2. The Bulgarian Government (“the Government”) were represented by their Agent, Ms M. Dimitrova, of the Ministry of Justice.
A. The circumstances of the case
3. The facts of the case, as submitted by the parties, may be summarised as follows.
4. The applicant brought civil proceedings against his former employer, claiming that he had been dismissed unlawfully. He asked to be reinstated and sought damages of over 11,000 Bulgarian levs (BGN corresponding to about EUR 5,500). His claim was rejected at first instance by the Sofia District Court, but granted almost in its entirety on appeal by the Sofia City Court on 17 March 2005.
5. The other party, his former employer, a company, appealed in cassation in May 2005. The applicant submitted a written response to the cassation appeal. His response was dated 21 July 2005; it was received at the Sofia City Court on 25 July 2005. The file was then sent by the Sofia City Court to the Supreme Court of Cassation (“the SCC”) for examination. The SCC gave the file a number in September 2005 and scheduled a hearing for 9 December 2008.
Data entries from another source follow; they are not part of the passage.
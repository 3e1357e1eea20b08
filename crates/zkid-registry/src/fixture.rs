//! # Static Key Source
//!
//! In-memory packaged circuits, for tests and for offline operation from a
//! directory of packaged circuit JSON files (each with a base64 `vkey`).
//!
//! Lookups first try the exact `(name, version)` pair, then a
//! version-agnostic entry registered under the name alone.

use std::collections::HashMap;
use std::path::Path;

use crate::error::RegistryError;
use crate::source::{require_vkey, PackagedCircuit, VerificationKeySource};

/// Verification keys held in memory.
#[derive(Debug, Clone, Default)]
pub struct StaticKeySource {
    versioned: HashMap<(String, String), PackagedCircuit>,
    any_version: HashMap<String, PackagedCircuit>,
}

impl StaticKeySource {
    /// Create an empty source.
    pub fn new() -> Self {
        Self::default()
    }

    /// Register a base64 vkey for `name` at exactly `version`.
    pub fn insert(&mut self, name: &str, version: &str, vkey_base64: impl Into<String>) {
        self.versioned.insert(
            (name.to_string(), version.to_string()),
            PackagedCircuit {
                name: name.to_string(),
                version: Some(version.to_string()),
                vkey: vkey_base64.into(),
                vkey_hash: None,
            },
        );
    }

    /// Register a base64 vkey for `name` at any version.
    pub fn insert_any_version(&mut self, name: &str, vkey_base64: impl Into<String>) {
        self.any_version.insert(
            name.to_string(),
            PackagedCircuit {
                name: name.to_string(),
                version: None,
                vkey: vkey_base64.into(),
                vkey_hash: None,
            },
        );
    }

    /// Builder-style [`insert_any_version`](Self::insert_any_version).
    pub fn with_key(mut self, name: &str, vkey_base64: impl Into<String>) -> Self {
        self.insert_any_version(name, vkey_base64);
        self
    }

    /// Number of registered circuits.
    pub fn len(&self) -> usize {
        self.versioned.len() + self.any_version.len()
    }

    /// Whether no circuits are registered.
    pub fn is_empty(&self) -> bool {
        self.len() == 0
    }

    /// Load every `*.json` packaged circuit in `dir`.
    ///
    /// A file's circuit name is its `name` field, falling back to the file
    /// stem. Files carrying a `version` are registered for that version only.
    pub fn from_dir(dir: &Path) -> Result<Self, RegistryError> {
        let io_err = |source: std::io::Error| RegistryError::Io {
            path: dir.display().to_string(),
            source,
        };

        let mut paths: Vec<_> = std::fs::read_dir(dir)
            .map_err(io_err)?
            .collect::<Result<Vec<_>, _>>()
            .map_err(io_err)?
            .into_iter()
            .map(|entry| entry.path())
            .filter(|p| p.extension().is_some_and(|ext| ext == "json"))
            .collect();
        paths.sort();

        let mut source = Self::new();
        for path in paths {
            let raw = std::fs::read(&path).map_err(|e| RegistryError::Io {
                path: path.display().to_string(),
                source: e,
            })?;
            let mut circuit: PackagedCircuit =
                serde_json::from_slice(&raw).map_err(|e| RegistryError::Deserialization {
                    endpoint: path.display().to_string(),
                    reason: e.to_string(),
                })?;
            if circuit.name.is_empty() {
                circuit.name = path
                    .file_stem()
                    .map(|s| s.to_string_lossy().into_owned())
                    .unwrap_or_default();
            }
            tracing::debug!(name = %circuit.name, path = %path.display(), "loaded packaged circuit");
            match circuit.version.clone() {
                Some(version) => {
                    source
                        .versioned
                        .insert((circuit.name.clone(), version), circuit);
                }
                None => {
                    source.any_version.insert(circuit.name.clone(), circuit);
                }
            }
        }
        Ok(source)
    }

    fn lookup(&self, name: &str, version: &str) -> Option<&PackagedCircuit> {
        self.versioned
            .get(&(name.to_string(), version.to_string()))
            .or_else(|| self.any_version.get(name))
    }
}

impl VerificationKeySource for StaticKeySource {
    async fn fetch_verification_key(
        &self,
        name: &str,
        version: &str,
    ) -> Result<PackagedCircuit, RegistryError> {
        let found = self
            .lookup(name, version)
            .cloned()
            .ok_or_else(|| RegistryError::NotFound {
                name: name.to_string(),
                version: version.to_string(),
            })?;
        require_vkey(found, name, version)
    }

    fn source_name(&self) -> &str {
        "StaticKeySource"
    }
}

#[cfg(test)]
mod tests {
    use super::*;

    #[tokio::test]
    async fn exact_version_wins_over_any_version() {
        let mut src = StaticKeySource::new();
        src.insert("dsc_check", "0.5.0", "AAAA");
        src.insert_any_version("dsc_check", "AQID");

        let exact = src.fetch_verification_key("dsc_check", "0.5.0").await.unwrap();
        assert_eq!(exact.vkey, "AAAA");
        let fallback = src.fetch_verification_key("dsc_check", "0.6.0").await.unwrap();
        assert_eq!(fallback.vkey, "AQID");
        assert_eq!(src.len(), 2);
    }

    #[tokio::test]
    async fn unknown_circuit_is_not_found() {
        let src = StaticKeySource::new().with_key("dsc_check", "AAAA");
        let err = src
            .fetch_verification_key("disclose_bytes", "0.5.0")
            .await
            .unwrap_err();
        assert!(matches!(err, RegistryError::NotFound { ref name, .. } if name == "disclose_bytes"));
    }

    #[test]
    fn loads_packaged_circuits_from_dir() {
        let dir = tempfile::tempdir().unwrap();
        std::fs::write(
            dir.path().join("1_vkey_sig_check_dsc.json"),
            r#"{"name":"sig_check_dsc","vkey":"AAAA"}"#,
        )
        .unwrap();
        std::fs::write(
            dir.path().join("disclose_bytes.json"),
            r#"{"vkey":"AQID","version":"0.5.2"}"#,
        )
        .unwrap();
        std::fs::write(dir.path().join("notes.txt"), "ignored").unwrap();

        let src = StaticKeySource::from_dir(dir.path()).unwrap();
        assert_eq!(src.len(), 2);
        assert!(src.lookup("sig_check_dsc", "anything").is_some());
        assert!(src.lookup("disclose_bytes", "0.5.2").is_some());
        assert!(src.lookup("disclose_bytes", "0.5.1").is_none());
    }

    #[test]
    fn malformed_file_is_a_deserialization_error() {
        let dir = tempfile::tempdir().unwrap();
        std::fs::write(dir.path().join("bad.json"), "{not json").unwrap();
        let err = StaticKeySource::from_dir(dir.path()).unwrap_err();
        assert!(matches!(err, RegistryError::Deserialization { .. }));
    }
}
6. In the meantime, a new Code of Civil Procedure was adopted in July 2007, a major part of which was to enter into force on 1 March 2008. According to paragraph 2 (4) of the Code ’ s Transitional and Concluding Provisions, all labour disputes pending before the SCC and in which a hearing had been scheduled for later than 30 June 2008 had to be transferred to “the appropriate court of appeal”.
7. On 7 August 2007 the SCC terminated the proceedings before it and sent the case to the Sofia Court of Appeal (“SCA”) for information and action. The applicant was not informed of the transfer of the case to the SCA and the applicant ’ s written response to the cassation appeal of his former employer was not transmitted to the SCA.
8. On 6 and 19 February 2008 the SCA sent two letters to the other party, the applicant ’ s former employer, informing the company that the proceedings in the case it had brought would be terminated if it failed to pay the requisite court fee. The company replied on 5 March 2008 that it had paid the fee.
9. The SCA scheduled a hearing for 27 May 2008. It notified the parties of the hearing via publication in the State Gazette, in accordance with the applicable legal provision (see paragraph 13 below). The record of the hearing showed that the SCA had noted that the parties had been regularly notified and had not sent representatives, and also that the case was ready for decision.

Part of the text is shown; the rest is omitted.